Ce consensus international transforme aussi le cadrage juridique du dossier. Les autorités marocaines doivent s’attacher à traduire cette dynamique onusienne en chantier constitutionnel interne. Le statut d’autonomie projeté pour le Sahara s’inscrit dans la logique de la « régionalisation avancée » de 2011, consacrée notamment par l’article 1er et le Titre IX de la Constitution, qui font de la région un échelon politique doté de compétences propres.
Dans ce cadre, les juristes notent que la coexistence de deux dimensions : l’affirmation de la souveraineté territoriale et la perspective d’un statut d’autonomie pour la région du Sahara, oblige à intégrer formellement ce statut dans l’ordre juridique national.

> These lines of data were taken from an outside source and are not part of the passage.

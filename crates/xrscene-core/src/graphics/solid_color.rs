// Copyright 2025 eraflo
//
// Licensed under the Apache License, Version 2.0 (the "License");
// you may not use this file except in compliance with the License.
// You may obtain a copy of the License at
//
//     http://www.apache.org/licenses/LICENSE-2.0
//
// Unless required by applicable law or agreed to in writing, software
// distributed under the License is distributed on an "AS IS" BASIS,
// WITHOUT WARRANTIES OR CONDITIONS OF ANY KIND, either express or implied.
// See the License for the specific language governing permissions and
// limitations under the License.

//! A pool of 1x1 textures filled with a single color.
//!
//! Flat materials sample from tiny constant textures instead of switching
//! shaders. Textures are keyed by their packed 8-bit color, created on first
//! request and kept for the lifetime of the pool.
//!
//! The lock is not held while the texture is created. Two threads missing the
//! same color at once may both create a texture. The first one committed is the
//! canonical entry: it stays in the pool and is returned to both callers, so a
//! handle already given out is never replaced. The duplicate is destroyed when
//! its last handle drops.

use std::borrow::Cow;
use std::collections::HashMap;
use std::sync::{Arc, Mutex, PoisonError};

use super::color::Rgba;
use super::device::GpuDevice;
use super::error::ResourceError;
use super::handle::{SharedHandle, Texture};
use super::resource::{TextureDescriptor, TextureFormat, TextureUsage};

/// Memoized 1x1 flat color textures.
#[derive(Debug, Default)]
pub struct SolidColorTextureCache {
    textures: Mutex<HashMap<u32, SharedHandle<Texture>>>,
}

impl SolidColorTextureCache {
    /// An empty pool.
    pub fn new() -> Self {
        Self::default()
    }

    /// Returns the texture for `color`, creating it on the first request.
    ///
    /// Every call for the same packed color returns a handle to the same object.
    /// ## Errors
    /// * `ResourceError` - If the texture cannot be created or filled.
    pub fn get_or_create(
        &self,
        device: &Arc<dyn GpuDevice>,
        color: Rgba,
    ) -> Result<SharedHandle<Texture>, ResourceError> {
        let texels = color.to_rgba8();
        let key = u32::from_le_bytes(texels);

        if let Some(texture) = self.lock().get(&key) {
            return Ok(texture.clone());
        }

        log::debug!("Creating solid color texture {key:#010x}");
        let texture = SharedHandle::<Texture>::create(device.clone(), |device| {
            device.create_texture(&TextureDescriptor {
                label: Some(Cow::Owned(format!("solid_color_{key:08x}"))),
                format: TextureFormat::Rgba8Unorm,
                usage: TextureUsage::SAMPLED | TextureUsage::COPY_DST,
                ..TextureDescriptor::default()
            })
        })?;
        device.write_texture(texture.get(), 0, &texels)?;

        Ok(self.lock().entry(key).or_insert(texture).clone())
    }

    /// Number of distinct colors in the pool.
    pub fn len(&self) -> usize {
        self.lock().len()
    }

    /// `true` before the first texture is created.
    pub fn is_empty(&self) -> bool {
        self.len() == 0
    }

    fn lock(&self) -> std::sync::MutexGuard<'_, HashMap<u32, SharedHandle<Texture>>> {
        // Entries are only ever inserted whole, a poisoned map is still consistent.
        self.textures.lock().unwrap_or_else(PoisonError::into_inner)
    }
}
// Copyright 2025 eraflo
//
// Licensed under the Apache License, Version 2.0 (the "License");
// you may not use this file except in compliance with the License.
// You may obtain a copy of the License at
//
//     http://www.apache.org/licenses/LICENSE-2.0
//
// Unless required by applicable law or agreed to in writing, software
// distributed under the License is distributed on an "AS IS" BASIS,
// WITHOUT WARRANTIES OR CONDITIONS OF ANY KIND, either express or implied.
// See the License for the specific language governing permissions and
// limitations under the License.


//! A ring of spinning cubes around the viewer.

use glam::{Mat4, Quat, Vec3};
use xrscene_core::graphics::error::ResourceError;
use xrscene_core::graphics::Rgba;
use xrscene_core::scene::{DrawList, Material, Scene, SceneResources};
use xrscene_core::time::FrameTime;

const RING_RADIUS: f32 = 2.5;
const CUBE_SIZE: f32 = 0.3;
const EYE_HEIGHT: f32 = 1.6;

pub struct CubeRing {
    materials: Vec<Material>,
    count: usize,
    angle: f32,
    speed: f32,
}

impl CubeRing {
    /// `count` cubes cycling through a small palette, one of them translucent.
    pub fn new(resources: &SceneResources, count: usize) -> Result<Self, ResourceError> {
        let palette = [
            Rgba::from_srgb(0.9, 0.3, 0.2, 1.0),
            Rgba::from_srgb(0.2, 0.7, 0.3, 1.0),
            Rgba::from_srgb(0.2, 0.4, 0.9, 1.0),
            Rgba::new(1.0, 1.0, 1.0, 0.5),
        ];
        let materials = palette
            .into_iter()
            .map(|color| Material::create_flat(resources, color, 0.6, 0.0, Vec3::ZERO))
            .collect::<Result<Vec<_>, _>>()?;
        Ok(Self {
            materials,
            count,
            angle: 0.0,
            speed: 0.4,
        })
    }

    fn transform(&self, index: usize) -> Mat4 {
        let step = std::f32::consts::TAU / self.count.max(1) as f32;
        let around = self.angle + step * index as f32;
        let position = Vec3::new(
            around.sin() * RING_RADIUS,
            EYE_HEIGHT,
            -around.cos() * RING_RADIUS,
        );
        Mat4::from_scale_rotation_translation(
            Vec3::splat(CUBE_SIZE),
            Quat::from_rotation_y(around * 2.0) * Quat::from_rotation_x(around),
            position,
        )
    }
}

impl Scene for CubeRing {
    fn name(&self) -> &str {
        "cube ring"
    }

    fn object_count(&self) -> usize {
        self.count
    }

    fn update(&mut self, frame_time: &FrameTime) {
        self.angle = (self.angle + self.speed * frame_time.elapsed_secs()) % std::f32::consts::TAU;
    }

    fn render(&self, resources: &SceneResources, _: &FrameTime, draws: &mut DrawList) {
        // Opaque cubes first so blended ones see their depth.
        let (opaque, blended): (Vec<usize>, Vec<usize>) = (0..self.count)
            .partition(|&i| !self.materials[i % self.materials.len()].alpha_blended());
        for index in opaque.into_iter().chain(blended) {
            let material = &self.materials[index % self.materials.len()];
            draws.push(material.draw_item(resources, self.transform(index)));
        }
    }
}
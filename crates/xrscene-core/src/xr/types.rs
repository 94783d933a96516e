// Copyright 2025 eraflo
//
// Licensed under the Apache License, Version 2.0 (the "License");
// you may not use this file except in compliance with the License.
// You may obtain a copy of the License at
//
//     http://www.apache.org/licenses/LICENSE-2.0
//
// Unless required by applicable law or agreed to in writing, software
// distributed under the License is distributed on an "AS IS" BASIS,
// WITHOUT WARRANTIES OR CONDITIONS OF ANY KIND, either express or implied.
// See the License for the specific language governing permissions and
// limitations under the License.

//! Plain value types exchanged with the XR runtime.

use std::time::Duration;

use glam::{Quat, Vec3};
use serde::{Deserialize, Serialize};

use crate::xrscene_bitflags;

/// A named set of views the compositor asks to be rendered.
#[derive(Debug, Clone, Copy, PartialEq, Eq, PartialOrd, Ord, Hash, Serialize, Deserialize)]
pub enum ViewConfigurationType {
    /// A single view, e.g. a handheld display.
    PrimaryMono,
    /// Left and right eye of a head-mounted display.
    PrimaryStereo,
    /// Two eyes with an inner and outer view each.
    PrimaryQuad,
    /// A single view from a third-person observer camera.
    SecondaryMonoFirstPersonObserver,
}

impl ViewConfigurationType {
    /// Number of views in the configuration.
    pub const fn view_count(self) -> usize {
        match self {
            Self::PrimaryMono | Self::SecondaryMonoFirstPersonObserver => 1,
            Self::PrimaryStereo => 2,
            Self::PrimaryQuad => 4,
        }
    }

    /// `true` for configurations rendered alongside the primary one.
    pub const fn is_secondary(self) -> bool {
        matches!(self, Self::SecondaryMonoFirstPersonObserver)
    }
}

/// Runtime recommendations for one view of a configuration.
#[derive(Debug, Clone, Copy, PartialEq, Eq)]
pub struct ViewConfigurationView {
    /// Recommended image width in pixels.
    pub recommended_image_rect_width: u32,
    /// Largest supported image width.
    pub max_image_rect_width: u32,
    /// Recommended image height in pixels.
    pub recommended_image_rect_height: u32,
    /// Largest supported image height.
    pub max_image_rect_height: u32,
    /// Recommended samples per pixel.
    pub recommended_swapchain_sample_count: u32,
    /// Largest supported sample count.
    pub max_swapchain_sample_count: u32,
}

impl ViewConfigurationView {
    /// A view recommending `width x height` single-sampled images.
    pub const fn recommended(width: u32, height: u32) -> Self {
        Self {
            recommended_image_rect_width: width,
            max_image_rect_width: width * 2,
            recommended_image_rect_height: height,
            max_image_rect_height: height * 2,
            recommended_swapchain_sample_count: 1,
            max_swapchain_sample_count: 4,
        }
    }
}

/// A 2D float extent, used for scale factors.
#[derive(Debug, Clone, Copy, PartialEq, Serialize, Deserialize)]
pub struct Extent2Df {
    /// Horizontal component.
    pub width: f32,
    /// Vertical component.
    pub height: f32,
}

impl Extent2Df {
    /// `(1, 1)`, the identity scale.
    pub const ONE: Self = Self::new(1.0, 1.0);

    /// Builds an extent.
    pub const fn new(width: f32, height: f32) -> Self {
        Self { width, height }
    }
}

impl Default for Extent2Df {
    fn default() -> Self {
        Self::ONE
    }
}

/// A 2D float offset.
#[derive(Debug, Clone, Copy, PartialEq, Default, Serialize, Deserialize)]
pub struct Offset2Df {
    /// Horizontal component.
    pub x: f32,
    /// Vertical component.
    pub y: f32,
}

/// An integer pixel rectangle inside a swapchain image.
#[derive(Debug, Clone, Copy, PartialEq, Eq, Hash, Default)]
pub struct Rect2Di {
    /// Left edge.
    pub x: i32,
    /// Top edge.
    pub y: i32,
    /// Width in pixels.
    pub width: i32,
    /// Height in pixels.
    pub height: i32,
}

/// A rasterizer viewport.
#[derive(Debug, Clone, Copy, PartialEq, Default)]
pub struct Viewport {
    /// Left edge in pixels.
    pub x: f32,
    /// Top edge in pixels.
    pub y: f32,
    /// Width in pixels.
    pub width: f32,
    /// Height in pixels.
    pub height: f32,
    /// Depth mapped to the near plane.
    pub min_depth: f32,
    /// Depth mapped to the far plane.
    pub max_depth: f32,
}

/// A rigid transform: rotation then translation.
#[derive(Debug, Clone, Copy, PartialEq, Serialize, Deserialize)]
pub struct Pose {
    /// Rotation.
    pub orientation: Quat,
    /// Translation in meters.
    pub position: Vec3,
}

impl Pose {
    /// The identity pose.
    pub const IDENTITY: Self = Self {
        orientation: Quat::IDENTITY,
        position: Vec3::ZERO,
    };

    /// Builds a pose.
    pub const fn new(orientation: Quat, position: Vec3) -> Self {
        Self {
            orientation,
            position,
        }
    }
}

impl Default for Pose {
    fn default() -> Self {
        Self::IDENTITY
    }
}

/// Field of view as four half-angles in radians; left and down are usually negative.
#[derive(Debug, Clone, Copy, PartialEq, Default, Serialize, Deserialize)]
pub struct Fov {
    /// Angle of the left edge.
    pub angle_left: f32,
    /// Angle of the right edge.
    pub angle_right: f32,
    /// Angle of the top edge.
    pub angle_up: f32,
    /// Angle of the bottom edge.
    pub angle_down: f32,
}

impl Fov {
    /// A symmetric field of view.
    pub fn symmetric(horizontal: f32, vertical: f32) -> Self {
        Self {
            angle_left: -horizontal * 0.5,
            angle_right: horizontal * 0.5,
            angle_up: vertical * 0.5,
            angle_down: -vertical * 0.5,
        }
    }

    /// Scales the horizontal angles by `scale.width` and the vertical ones by `scale.height`.
    pub fn scaled(self, scale: Extent2Df) -> Self {
        Self {
            angle_left: self.angle_left * scale.width,
            angle_right: self.angle_right * scale.width,
            angle_up: self.angle_up * scale.height,
            angle_down: self.angle_down * scale.height,
        }
    }
}

/// One located view: where the eye is and what it sees.
#[derive(Debug, Clone, Copy, PartialEq, Default)]
pub struct View {
    /// Eye pose in the layer space.
    pub pose: Pose,
    /// Eye field of view.
    pub fov: Fov,
}

/// Distances of the near and far clip planes.
///
/// `near > far` selects reverse-Z. Either plane, but not both, may be infinite.
#[derive(Debug, Clone, Copy, PartialEq, Serialize, Deserialize)]
pub struct NearFar {
    /// Near plane distance.
    pub near: f32,
    /// Far plane distance.
    pub far: f32,
}

impl NearFar {
    /// Builds a pair of planes.
    pub const fn new(near: f32, far: f32) -> Self {
        Self { near, far }
    }

    /// `true` when depth is reversed.
    pub fn is_reversed(&self) -> bool {
        self.near > self.far
    }
}

impl Default for NearFar {
    fn default() -> Self {
        Self::new(0.1, 20.0)
    }
}

/// An opaque reference space handle owned by the runtime.
#[derive(Debug, Clone, Copy, PartialEq, Eq, Hash, Default)]
pub struct Space(pub u64);

xrscene_bitflags! {
    /// How the compositor blends a layer.
    pub struct CompositionLayerFlags: u64 {
        /// Correct chromatic aberration on this layer.
        const CORRECT_CHROMATIC_ABERRATION = 0x1;
        /// Blend using the layer's alpha channel.
        const BLEND_TEXTURE_SOURCE_ALPHA = 0x2;
        /// Color is not premultiplied by alpha.
        const UNPREMULTIPLIED_ALPHA = 0x4;
    }
}

xrscene_bitflags! {
    /// Swapchain creation options.
    pub struct SwapchainCreateFlags: u64 {
        /// Images hold protected content.
        const PROTECTED_CONTENT = 0x1;
        /// Images are only written once.
        const STATIC_IMAGE = 0x2;
    }
}

xrscene_bitflags! {
    /// How swapchain images are used.
    pub struct SwapchainUsageFlags: u64 {
        /// Bound as a color attachment.
        const COLOR_ATTACHMENT = 0x1;
        /// Bound as a depth-stencil attachment.
        const DEPTH_STENCIL_ATTACHMENT = 0x2;
        /// Source of a transfer.
        const TRANSFER_SRC = 0x8;
        /// Destination of a transfer.
        const TRANSFER_DST = 0x10;
        /// Sampled by shaders.
        const SAMPLED = 0x20;
    }
}

/// How long a swapchain image wait may block.
#[derive(Debug, Clone, Copy, PartialEq, Eq, Default)]
pub enum Timeout {
    /// Block until the image is ready.
    #[default]
    Infinite,
    /// Give up after the duration.
    After(Duration),
}

/// Result of waiting on an acquired swapchain image.
#[derive(Debug, Clone, Copy, PartialEq, Eq)]
pub enum WaitOutcome {
    /// The image can be rendered to.
    Ready,
    /// The timeout expired first.
    TimedOut,
}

D’où la nécessité d’une révision constitutionnelle afin de donner au plan d’autonomie saharien un ancrage « clair et durable ».
L’idée n’est pas entièrement nouvelle : déjà dans l’offre marocaine de 2007, l’autonomie devait être consacrée au plus haut niveau constitutionnel et insérée dans l’architecture institutionnelle du Royaume. Le plan de 2007 avait esquissé pour les Provinces du Sud : de son Parlement local, de son budget propre et des ressources fiscales, tout en réservant à l’État central les domaines régalien (souveraineté, défense, diplomatie, monnaie, religion). Aujourd’hui, l’exercice consiste à passer de cette maquette initiale à un véritable « mode d’emploi » : préciser les institutions régionales, détailler la répartition des compétences et des ressources, en cohérence avec la régionalisation avancée et les normes constitutionnelles. Dans les mois à venir, ce chantier intérieur sera mené de pair avec le volet diplomatique, mettant le droit national au service du changement de paradigme opéré à l’ONU.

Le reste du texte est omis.